Among the entries that follow, tally the lines with the string "under". Give no more than the number.

Dataset extract Block Start

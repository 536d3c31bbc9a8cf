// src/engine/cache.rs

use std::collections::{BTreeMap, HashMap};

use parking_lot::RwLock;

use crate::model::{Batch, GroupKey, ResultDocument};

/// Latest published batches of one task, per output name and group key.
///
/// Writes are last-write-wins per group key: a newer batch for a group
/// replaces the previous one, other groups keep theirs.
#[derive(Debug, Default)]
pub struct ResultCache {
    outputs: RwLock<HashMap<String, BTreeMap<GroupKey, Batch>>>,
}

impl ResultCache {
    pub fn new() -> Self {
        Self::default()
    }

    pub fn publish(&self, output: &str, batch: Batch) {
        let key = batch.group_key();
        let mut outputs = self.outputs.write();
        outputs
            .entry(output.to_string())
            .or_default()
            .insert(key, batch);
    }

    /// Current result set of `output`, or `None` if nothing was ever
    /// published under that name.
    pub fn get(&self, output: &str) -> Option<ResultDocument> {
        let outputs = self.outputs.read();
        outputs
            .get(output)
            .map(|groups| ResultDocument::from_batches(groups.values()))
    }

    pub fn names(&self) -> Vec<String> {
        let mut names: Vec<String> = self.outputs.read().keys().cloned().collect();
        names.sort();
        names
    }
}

Dataset extract Block End
Dataset extract Block Start

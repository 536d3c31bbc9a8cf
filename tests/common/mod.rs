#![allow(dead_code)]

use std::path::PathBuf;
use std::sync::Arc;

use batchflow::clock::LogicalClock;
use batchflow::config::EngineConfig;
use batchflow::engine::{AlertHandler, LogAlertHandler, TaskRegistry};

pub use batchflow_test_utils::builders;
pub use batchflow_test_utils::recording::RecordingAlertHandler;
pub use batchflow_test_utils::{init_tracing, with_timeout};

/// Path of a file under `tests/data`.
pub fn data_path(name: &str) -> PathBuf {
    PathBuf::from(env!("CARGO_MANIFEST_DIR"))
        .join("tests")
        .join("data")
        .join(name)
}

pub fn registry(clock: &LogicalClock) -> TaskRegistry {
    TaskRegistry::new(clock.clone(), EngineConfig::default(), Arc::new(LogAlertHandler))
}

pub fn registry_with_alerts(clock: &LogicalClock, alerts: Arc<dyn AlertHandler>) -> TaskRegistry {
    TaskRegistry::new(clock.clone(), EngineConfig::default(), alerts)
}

Dataset extract Block End
Dataset extract Block Start

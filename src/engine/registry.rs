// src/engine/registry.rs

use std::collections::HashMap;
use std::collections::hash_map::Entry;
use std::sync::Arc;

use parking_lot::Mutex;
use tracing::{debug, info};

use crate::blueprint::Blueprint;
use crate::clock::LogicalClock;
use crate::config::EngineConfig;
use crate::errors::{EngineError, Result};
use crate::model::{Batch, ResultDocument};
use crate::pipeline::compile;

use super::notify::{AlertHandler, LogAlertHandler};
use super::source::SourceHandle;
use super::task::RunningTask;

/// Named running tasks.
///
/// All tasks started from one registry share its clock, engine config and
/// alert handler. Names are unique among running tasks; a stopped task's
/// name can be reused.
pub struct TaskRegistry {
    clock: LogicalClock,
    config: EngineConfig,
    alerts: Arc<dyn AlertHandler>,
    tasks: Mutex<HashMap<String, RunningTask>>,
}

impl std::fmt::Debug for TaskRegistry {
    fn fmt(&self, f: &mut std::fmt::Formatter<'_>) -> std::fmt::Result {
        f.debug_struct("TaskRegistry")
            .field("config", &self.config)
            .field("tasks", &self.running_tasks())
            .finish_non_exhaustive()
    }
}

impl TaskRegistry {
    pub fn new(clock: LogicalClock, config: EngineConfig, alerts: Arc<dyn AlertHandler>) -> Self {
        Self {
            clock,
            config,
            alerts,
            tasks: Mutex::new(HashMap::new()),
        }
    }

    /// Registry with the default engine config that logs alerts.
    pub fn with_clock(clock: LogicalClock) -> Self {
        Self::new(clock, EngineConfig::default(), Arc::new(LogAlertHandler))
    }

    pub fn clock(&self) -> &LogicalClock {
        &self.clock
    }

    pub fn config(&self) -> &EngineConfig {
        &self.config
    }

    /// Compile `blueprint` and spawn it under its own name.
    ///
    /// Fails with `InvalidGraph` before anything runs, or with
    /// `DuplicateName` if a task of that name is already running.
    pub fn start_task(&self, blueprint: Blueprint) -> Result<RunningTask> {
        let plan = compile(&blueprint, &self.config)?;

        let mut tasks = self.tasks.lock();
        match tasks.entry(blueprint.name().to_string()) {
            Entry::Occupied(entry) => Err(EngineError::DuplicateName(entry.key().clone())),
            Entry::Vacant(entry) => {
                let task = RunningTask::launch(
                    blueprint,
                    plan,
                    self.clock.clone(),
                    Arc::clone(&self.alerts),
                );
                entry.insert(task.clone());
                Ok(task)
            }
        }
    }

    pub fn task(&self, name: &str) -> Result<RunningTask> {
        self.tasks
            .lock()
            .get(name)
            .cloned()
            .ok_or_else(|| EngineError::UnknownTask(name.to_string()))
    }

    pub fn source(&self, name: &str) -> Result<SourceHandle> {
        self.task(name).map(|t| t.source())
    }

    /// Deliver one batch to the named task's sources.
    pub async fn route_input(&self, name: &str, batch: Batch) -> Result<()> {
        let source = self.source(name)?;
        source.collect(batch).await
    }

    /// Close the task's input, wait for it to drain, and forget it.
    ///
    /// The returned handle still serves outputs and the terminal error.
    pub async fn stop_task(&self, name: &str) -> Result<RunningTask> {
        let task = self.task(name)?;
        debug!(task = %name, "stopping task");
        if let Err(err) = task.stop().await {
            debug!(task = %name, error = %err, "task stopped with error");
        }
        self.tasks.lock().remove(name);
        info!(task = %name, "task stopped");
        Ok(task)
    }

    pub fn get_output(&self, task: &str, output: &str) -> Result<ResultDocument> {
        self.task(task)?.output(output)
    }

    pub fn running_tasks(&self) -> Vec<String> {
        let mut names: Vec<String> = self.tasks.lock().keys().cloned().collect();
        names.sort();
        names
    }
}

Dataset extract Block End

**Answer section:** 3